# [Brief]
Your answer should be the lines below from the one holding "pub use events::Event;" through the one holding "use clap::Subcommand;", copied exactly and with nothing else.

──────────────────────────────

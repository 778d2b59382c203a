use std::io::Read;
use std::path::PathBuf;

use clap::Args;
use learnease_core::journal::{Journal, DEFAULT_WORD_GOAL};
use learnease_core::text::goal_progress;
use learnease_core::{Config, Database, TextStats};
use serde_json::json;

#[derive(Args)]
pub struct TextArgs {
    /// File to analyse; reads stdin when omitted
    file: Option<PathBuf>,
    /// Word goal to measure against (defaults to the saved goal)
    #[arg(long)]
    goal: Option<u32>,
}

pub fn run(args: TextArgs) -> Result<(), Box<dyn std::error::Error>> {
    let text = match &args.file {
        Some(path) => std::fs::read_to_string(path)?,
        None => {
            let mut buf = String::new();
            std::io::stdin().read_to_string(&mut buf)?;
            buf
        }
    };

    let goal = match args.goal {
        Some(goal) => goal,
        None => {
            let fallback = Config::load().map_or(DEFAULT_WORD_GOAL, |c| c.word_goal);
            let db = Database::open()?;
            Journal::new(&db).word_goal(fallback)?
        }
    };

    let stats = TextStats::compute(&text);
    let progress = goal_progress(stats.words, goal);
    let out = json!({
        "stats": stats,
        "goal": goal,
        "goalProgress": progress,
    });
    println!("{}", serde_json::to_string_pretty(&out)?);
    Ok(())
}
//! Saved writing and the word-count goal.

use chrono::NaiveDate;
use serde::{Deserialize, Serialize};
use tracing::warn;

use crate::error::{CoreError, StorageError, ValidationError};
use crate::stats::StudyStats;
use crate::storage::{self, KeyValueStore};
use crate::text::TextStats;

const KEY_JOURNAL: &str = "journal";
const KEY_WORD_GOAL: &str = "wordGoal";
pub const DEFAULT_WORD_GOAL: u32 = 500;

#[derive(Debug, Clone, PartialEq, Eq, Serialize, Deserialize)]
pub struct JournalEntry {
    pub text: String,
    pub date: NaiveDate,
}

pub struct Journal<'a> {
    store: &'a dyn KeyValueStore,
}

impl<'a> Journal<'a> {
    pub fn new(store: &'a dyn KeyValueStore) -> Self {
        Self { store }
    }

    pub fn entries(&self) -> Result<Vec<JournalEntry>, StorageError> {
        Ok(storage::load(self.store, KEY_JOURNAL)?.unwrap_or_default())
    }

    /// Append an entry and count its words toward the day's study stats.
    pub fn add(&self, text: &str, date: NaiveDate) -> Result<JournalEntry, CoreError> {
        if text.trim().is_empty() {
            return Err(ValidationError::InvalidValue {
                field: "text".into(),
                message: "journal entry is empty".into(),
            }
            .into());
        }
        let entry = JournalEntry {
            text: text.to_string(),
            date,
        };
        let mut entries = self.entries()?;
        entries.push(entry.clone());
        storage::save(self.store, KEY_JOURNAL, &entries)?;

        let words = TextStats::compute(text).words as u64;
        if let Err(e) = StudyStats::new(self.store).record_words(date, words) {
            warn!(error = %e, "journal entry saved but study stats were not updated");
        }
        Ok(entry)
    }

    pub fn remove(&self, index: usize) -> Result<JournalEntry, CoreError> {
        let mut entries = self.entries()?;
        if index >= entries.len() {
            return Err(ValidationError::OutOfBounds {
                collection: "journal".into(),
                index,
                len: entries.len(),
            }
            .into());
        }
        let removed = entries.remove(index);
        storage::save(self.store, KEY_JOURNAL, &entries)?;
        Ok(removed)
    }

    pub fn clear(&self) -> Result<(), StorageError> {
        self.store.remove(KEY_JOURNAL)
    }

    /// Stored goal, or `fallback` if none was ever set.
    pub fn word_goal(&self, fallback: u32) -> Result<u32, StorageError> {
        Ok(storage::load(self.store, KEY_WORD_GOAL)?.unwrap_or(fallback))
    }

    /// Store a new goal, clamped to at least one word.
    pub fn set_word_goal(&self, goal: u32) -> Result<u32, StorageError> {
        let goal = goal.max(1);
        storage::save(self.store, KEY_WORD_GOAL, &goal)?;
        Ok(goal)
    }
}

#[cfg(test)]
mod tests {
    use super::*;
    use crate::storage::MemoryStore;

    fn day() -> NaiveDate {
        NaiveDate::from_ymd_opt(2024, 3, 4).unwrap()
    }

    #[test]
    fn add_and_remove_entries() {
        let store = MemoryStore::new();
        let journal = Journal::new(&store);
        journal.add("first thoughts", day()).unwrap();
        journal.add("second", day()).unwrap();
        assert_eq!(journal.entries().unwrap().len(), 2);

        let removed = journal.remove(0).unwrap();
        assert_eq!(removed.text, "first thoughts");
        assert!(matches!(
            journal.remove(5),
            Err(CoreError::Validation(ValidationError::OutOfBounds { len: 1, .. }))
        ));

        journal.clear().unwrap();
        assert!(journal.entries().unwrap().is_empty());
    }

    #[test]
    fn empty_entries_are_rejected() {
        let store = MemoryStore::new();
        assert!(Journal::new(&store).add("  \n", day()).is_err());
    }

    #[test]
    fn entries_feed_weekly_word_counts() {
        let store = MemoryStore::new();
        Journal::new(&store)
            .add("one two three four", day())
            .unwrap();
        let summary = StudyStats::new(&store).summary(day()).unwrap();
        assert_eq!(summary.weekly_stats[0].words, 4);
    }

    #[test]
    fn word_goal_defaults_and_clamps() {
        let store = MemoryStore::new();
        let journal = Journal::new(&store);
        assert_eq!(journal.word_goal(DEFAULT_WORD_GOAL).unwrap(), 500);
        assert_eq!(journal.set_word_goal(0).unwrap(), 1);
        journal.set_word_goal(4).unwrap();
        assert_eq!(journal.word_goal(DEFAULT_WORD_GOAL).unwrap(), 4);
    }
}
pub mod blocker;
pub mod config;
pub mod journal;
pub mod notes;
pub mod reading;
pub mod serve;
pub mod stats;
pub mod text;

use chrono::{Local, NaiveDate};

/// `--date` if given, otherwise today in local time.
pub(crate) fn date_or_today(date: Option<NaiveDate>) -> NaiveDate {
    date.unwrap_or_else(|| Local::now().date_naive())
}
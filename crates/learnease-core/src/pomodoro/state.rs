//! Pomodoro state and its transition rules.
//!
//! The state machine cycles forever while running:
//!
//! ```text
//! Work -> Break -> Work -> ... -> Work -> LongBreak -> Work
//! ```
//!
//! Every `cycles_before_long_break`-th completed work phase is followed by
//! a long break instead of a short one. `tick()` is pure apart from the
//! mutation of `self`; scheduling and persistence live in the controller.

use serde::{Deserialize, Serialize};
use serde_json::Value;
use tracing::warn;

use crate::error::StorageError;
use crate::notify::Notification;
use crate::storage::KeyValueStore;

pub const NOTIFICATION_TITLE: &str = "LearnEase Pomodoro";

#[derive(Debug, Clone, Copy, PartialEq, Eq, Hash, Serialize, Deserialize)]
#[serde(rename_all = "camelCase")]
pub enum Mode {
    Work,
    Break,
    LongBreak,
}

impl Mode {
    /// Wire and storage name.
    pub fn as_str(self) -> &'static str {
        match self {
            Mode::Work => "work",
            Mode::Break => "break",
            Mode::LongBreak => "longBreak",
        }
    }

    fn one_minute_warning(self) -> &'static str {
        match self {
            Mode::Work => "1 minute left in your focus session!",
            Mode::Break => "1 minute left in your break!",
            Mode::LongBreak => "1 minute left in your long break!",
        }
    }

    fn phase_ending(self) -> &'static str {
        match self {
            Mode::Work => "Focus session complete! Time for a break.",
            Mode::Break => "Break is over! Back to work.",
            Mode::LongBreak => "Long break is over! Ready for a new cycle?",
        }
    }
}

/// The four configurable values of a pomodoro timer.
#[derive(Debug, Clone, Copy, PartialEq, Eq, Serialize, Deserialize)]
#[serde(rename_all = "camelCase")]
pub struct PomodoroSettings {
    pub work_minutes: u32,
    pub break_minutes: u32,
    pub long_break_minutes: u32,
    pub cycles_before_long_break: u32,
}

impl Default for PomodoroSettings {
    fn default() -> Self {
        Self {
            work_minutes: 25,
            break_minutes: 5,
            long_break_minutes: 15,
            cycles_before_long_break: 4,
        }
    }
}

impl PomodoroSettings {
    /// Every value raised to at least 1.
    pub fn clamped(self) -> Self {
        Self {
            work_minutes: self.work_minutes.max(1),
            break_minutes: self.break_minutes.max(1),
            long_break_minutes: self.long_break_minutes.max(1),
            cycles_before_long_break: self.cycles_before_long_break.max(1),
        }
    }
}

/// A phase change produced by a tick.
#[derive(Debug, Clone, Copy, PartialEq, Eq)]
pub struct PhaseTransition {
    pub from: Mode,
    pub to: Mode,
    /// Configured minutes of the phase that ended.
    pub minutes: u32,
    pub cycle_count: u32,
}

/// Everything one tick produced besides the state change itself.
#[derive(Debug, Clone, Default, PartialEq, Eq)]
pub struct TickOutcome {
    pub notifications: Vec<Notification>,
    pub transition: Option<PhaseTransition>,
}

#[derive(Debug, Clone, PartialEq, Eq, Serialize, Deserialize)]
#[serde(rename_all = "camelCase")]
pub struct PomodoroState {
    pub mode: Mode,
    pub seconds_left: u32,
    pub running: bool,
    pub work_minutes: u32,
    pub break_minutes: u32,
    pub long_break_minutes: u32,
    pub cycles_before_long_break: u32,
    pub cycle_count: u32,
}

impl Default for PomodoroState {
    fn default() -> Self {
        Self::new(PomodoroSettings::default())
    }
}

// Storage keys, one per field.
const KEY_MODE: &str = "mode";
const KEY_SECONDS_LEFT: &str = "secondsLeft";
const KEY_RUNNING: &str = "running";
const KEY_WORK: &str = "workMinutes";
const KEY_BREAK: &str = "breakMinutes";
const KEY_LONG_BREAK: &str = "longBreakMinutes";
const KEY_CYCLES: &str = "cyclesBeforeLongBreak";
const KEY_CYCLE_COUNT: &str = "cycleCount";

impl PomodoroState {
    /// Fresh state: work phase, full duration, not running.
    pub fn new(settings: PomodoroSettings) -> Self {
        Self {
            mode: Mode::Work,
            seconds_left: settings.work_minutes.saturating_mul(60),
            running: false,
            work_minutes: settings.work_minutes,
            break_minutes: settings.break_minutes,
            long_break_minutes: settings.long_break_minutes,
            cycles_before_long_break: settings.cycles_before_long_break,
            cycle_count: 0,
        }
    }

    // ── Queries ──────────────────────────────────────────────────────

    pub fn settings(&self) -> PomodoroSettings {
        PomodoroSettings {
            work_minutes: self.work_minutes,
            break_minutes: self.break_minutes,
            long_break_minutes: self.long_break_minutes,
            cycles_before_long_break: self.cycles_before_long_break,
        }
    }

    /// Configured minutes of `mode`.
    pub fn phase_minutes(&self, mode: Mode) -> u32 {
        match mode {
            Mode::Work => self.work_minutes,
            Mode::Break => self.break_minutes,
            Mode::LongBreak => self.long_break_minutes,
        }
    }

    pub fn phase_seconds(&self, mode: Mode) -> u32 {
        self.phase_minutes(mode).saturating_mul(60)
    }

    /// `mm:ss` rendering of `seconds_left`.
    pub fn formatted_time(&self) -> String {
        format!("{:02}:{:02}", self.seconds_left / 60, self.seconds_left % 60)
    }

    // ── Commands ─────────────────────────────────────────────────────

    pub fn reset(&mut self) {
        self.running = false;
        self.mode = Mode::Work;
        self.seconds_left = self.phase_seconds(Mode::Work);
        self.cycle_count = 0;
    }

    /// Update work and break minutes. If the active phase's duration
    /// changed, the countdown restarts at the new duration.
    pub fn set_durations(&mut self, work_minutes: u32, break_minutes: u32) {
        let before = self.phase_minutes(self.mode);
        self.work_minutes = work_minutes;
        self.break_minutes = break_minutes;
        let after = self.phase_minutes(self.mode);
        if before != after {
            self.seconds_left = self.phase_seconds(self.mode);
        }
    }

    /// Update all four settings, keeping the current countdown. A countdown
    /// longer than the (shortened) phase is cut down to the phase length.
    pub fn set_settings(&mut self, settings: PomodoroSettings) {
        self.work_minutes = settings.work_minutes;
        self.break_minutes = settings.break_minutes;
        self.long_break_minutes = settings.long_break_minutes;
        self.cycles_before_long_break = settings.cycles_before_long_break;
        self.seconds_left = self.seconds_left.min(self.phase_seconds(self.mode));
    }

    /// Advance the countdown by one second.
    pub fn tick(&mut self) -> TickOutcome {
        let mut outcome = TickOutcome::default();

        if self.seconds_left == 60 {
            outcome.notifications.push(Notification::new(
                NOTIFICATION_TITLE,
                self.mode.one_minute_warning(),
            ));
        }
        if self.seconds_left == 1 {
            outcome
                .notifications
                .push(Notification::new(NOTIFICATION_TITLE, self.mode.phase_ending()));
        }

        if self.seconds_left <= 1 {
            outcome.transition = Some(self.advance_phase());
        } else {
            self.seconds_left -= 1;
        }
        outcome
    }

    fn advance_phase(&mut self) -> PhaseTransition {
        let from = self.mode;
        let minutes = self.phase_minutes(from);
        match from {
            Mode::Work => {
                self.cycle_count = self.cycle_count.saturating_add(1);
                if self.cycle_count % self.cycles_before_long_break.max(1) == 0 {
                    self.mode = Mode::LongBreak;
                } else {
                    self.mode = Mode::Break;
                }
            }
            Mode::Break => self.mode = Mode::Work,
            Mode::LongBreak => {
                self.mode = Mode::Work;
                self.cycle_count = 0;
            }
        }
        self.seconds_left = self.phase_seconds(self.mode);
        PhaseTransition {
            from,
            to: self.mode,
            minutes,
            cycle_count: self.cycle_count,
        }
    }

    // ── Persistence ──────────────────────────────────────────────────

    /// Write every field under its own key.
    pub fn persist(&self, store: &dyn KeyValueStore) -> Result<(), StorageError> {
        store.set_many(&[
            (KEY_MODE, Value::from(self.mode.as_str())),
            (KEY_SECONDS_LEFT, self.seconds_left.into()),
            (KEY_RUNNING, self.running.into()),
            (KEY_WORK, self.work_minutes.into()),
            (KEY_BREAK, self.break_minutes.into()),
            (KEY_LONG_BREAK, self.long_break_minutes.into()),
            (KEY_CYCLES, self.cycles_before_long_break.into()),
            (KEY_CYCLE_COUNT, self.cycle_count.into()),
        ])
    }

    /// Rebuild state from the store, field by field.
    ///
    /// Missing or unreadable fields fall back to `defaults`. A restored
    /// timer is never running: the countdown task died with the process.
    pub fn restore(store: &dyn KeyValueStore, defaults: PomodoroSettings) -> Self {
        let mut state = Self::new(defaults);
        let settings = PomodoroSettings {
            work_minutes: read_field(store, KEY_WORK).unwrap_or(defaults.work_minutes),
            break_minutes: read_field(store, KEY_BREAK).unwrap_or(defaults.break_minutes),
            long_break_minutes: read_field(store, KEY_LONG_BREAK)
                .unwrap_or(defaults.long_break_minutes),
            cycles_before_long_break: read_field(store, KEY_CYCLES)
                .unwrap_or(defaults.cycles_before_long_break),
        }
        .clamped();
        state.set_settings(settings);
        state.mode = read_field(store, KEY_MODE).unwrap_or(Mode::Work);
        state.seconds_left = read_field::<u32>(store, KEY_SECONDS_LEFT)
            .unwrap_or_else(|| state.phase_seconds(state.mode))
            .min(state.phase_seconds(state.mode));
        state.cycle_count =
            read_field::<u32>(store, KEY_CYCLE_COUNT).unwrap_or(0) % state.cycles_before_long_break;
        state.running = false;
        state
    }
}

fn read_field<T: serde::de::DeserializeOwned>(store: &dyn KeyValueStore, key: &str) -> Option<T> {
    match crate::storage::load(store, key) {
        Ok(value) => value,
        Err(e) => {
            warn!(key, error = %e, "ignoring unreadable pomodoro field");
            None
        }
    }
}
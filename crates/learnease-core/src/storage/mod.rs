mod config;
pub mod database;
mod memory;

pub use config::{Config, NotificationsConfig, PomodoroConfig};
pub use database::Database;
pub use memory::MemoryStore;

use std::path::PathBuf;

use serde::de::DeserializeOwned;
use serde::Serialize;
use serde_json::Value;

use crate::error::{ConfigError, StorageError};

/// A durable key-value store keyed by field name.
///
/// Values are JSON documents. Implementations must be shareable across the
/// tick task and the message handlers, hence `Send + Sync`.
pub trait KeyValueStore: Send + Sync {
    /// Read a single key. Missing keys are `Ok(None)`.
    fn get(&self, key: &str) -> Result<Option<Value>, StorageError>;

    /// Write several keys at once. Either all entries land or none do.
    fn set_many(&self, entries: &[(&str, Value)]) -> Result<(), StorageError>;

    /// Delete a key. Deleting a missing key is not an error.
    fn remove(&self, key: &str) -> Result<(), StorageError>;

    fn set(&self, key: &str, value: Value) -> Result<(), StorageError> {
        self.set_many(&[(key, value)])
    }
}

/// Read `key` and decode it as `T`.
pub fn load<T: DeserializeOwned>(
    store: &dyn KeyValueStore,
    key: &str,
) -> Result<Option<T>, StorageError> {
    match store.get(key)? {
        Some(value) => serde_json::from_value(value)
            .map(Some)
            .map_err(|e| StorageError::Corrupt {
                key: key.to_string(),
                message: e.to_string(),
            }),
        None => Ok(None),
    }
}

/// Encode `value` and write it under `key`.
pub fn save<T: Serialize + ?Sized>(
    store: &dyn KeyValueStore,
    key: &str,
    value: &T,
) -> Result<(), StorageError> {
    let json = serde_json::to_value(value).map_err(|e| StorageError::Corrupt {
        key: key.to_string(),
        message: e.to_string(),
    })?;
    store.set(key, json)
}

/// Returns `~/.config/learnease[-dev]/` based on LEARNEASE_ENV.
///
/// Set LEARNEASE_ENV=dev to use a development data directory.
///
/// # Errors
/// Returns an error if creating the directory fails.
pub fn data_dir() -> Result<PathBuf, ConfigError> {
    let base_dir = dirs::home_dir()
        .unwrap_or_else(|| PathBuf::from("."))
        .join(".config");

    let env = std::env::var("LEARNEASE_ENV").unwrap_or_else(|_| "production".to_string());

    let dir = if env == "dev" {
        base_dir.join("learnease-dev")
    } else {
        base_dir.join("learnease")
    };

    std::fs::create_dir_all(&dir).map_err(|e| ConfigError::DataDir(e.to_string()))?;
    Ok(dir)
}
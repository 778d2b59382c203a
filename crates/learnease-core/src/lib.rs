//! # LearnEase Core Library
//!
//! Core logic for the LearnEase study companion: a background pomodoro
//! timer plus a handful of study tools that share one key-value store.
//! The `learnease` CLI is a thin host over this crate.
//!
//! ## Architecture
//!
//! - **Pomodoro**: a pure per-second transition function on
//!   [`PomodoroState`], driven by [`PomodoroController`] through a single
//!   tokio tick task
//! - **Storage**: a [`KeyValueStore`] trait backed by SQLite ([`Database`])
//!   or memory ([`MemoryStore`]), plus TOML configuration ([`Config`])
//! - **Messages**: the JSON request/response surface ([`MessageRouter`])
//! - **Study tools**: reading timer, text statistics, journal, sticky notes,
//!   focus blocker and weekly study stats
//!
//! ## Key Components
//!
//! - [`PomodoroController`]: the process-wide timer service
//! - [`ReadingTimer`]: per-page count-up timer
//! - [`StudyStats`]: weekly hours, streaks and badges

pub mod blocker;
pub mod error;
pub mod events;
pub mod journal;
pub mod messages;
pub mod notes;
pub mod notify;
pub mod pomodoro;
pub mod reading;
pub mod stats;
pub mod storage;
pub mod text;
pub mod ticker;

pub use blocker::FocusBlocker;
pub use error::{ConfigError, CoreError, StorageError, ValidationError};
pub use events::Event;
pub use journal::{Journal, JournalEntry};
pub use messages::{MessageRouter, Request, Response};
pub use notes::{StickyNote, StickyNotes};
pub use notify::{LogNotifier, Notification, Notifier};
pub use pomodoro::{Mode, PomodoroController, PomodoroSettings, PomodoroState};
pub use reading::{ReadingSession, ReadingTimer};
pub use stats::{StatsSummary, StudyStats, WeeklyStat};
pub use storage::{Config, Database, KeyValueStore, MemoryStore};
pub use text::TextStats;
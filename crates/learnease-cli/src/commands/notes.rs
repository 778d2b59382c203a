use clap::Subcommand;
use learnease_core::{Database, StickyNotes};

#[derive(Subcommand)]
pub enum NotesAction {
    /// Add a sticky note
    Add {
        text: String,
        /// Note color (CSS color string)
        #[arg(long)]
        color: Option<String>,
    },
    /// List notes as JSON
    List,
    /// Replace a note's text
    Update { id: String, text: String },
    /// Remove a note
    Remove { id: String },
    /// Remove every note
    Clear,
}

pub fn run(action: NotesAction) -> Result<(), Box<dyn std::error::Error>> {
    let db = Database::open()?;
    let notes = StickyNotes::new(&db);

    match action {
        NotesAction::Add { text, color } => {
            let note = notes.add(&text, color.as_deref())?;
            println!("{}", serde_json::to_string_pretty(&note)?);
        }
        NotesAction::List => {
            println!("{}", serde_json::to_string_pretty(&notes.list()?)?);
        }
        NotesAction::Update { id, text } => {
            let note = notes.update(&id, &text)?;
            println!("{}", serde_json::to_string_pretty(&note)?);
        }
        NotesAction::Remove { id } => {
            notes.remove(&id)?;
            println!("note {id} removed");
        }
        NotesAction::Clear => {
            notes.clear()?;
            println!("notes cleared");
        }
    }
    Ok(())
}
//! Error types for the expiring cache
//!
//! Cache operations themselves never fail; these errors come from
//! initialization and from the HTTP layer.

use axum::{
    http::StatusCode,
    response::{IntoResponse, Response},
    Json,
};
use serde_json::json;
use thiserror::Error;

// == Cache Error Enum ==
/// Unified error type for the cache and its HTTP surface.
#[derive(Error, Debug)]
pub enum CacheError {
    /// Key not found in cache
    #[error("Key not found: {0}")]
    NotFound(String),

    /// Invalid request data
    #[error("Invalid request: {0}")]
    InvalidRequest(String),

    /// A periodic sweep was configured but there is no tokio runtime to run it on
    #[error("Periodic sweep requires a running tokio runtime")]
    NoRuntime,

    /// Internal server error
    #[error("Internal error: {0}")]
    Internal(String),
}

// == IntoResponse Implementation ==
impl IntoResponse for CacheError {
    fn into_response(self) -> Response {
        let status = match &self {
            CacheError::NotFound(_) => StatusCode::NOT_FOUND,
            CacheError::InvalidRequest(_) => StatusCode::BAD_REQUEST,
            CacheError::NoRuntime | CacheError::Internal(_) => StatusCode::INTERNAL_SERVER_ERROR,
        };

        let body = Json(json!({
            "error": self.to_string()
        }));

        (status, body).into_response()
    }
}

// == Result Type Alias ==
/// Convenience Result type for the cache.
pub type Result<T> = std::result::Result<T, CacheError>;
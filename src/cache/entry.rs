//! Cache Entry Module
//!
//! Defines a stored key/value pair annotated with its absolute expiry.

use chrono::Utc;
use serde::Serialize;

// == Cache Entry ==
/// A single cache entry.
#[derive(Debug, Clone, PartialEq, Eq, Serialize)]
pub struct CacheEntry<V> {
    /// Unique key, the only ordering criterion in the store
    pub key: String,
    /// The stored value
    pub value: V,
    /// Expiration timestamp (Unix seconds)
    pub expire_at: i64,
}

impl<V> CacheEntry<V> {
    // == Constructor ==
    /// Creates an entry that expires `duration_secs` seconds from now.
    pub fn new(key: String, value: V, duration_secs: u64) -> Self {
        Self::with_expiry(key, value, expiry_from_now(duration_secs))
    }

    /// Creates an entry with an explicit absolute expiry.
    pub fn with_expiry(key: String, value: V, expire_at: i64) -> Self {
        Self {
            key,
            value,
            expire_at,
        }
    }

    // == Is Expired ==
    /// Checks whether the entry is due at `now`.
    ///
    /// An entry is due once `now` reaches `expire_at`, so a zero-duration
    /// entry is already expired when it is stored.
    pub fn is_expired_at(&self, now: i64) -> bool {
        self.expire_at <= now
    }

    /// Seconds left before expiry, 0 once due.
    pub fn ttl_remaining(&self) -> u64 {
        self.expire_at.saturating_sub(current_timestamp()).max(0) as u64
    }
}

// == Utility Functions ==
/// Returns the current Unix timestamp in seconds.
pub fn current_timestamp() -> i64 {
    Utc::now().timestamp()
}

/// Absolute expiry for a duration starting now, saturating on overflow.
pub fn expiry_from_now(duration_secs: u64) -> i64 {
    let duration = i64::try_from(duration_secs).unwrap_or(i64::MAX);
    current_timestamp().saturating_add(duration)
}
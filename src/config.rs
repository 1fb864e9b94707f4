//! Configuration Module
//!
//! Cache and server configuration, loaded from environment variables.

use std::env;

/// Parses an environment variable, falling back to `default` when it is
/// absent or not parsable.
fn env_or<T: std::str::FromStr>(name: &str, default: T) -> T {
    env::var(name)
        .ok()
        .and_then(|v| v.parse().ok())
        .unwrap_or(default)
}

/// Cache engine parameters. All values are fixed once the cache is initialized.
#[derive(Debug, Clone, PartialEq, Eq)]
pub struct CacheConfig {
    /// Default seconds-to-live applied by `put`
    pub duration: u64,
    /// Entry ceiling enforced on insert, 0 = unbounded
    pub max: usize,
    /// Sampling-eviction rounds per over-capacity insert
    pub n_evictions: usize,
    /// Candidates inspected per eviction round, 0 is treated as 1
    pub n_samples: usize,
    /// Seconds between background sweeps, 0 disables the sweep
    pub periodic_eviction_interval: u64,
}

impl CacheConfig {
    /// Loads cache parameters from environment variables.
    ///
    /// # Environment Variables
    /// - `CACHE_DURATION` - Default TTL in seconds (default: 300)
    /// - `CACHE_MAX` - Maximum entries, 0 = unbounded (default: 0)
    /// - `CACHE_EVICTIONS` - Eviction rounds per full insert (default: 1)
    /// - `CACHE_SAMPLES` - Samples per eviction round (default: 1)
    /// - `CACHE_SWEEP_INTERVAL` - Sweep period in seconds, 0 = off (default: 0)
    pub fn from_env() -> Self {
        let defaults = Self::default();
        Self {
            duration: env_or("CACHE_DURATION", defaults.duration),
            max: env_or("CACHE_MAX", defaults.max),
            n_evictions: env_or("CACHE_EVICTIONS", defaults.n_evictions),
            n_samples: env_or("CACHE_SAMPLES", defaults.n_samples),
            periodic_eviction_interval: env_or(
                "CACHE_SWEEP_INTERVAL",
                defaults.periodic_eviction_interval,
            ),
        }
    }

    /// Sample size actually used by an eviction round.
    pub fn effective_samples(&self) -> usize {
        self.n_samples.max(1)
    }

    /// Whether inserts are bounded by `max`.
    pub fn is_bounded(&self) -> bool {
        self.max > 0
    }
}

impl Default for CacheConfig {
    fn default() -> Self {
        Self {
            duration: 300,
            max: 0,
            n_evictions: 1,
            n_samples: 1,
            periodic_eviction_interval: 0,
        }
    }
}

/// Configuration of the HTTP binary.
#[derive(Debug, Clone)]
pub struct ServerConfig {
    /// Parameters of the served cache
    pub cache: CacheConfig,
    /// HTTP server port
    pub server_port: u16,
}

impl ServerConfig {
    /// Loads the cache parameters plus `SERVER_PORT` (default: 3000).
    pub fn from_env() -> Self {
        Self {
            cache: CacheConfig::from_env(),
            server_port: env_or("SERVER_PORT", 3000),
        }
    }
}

──────────────────────────────

# [Output below]
pub use events::Event;
pub use journal::{Journal, JournalEntry};
pub use messages::{MessageRouter, Request, Response};
pub use notes::{StickyNote, StickyNotes};
pub use notify::{LogNotifier, Notification, Notifier};
pub use pomodoro::{Mode, PomodoroController, PomodoroSettings, PomodoroState};
pub use reading::{ReadingSession, ReadingTimer};
pub use stats::{StatsSummary, StudyStats, WeeklyStat};
pub use storage::{Config, Database, KeyValueStore, MemoryStore};
pub use text::TextStats;
filename crates/learnease-cli/src/commands/notes.rs
repository 778d2b59382c203a
use clap::Subcommand;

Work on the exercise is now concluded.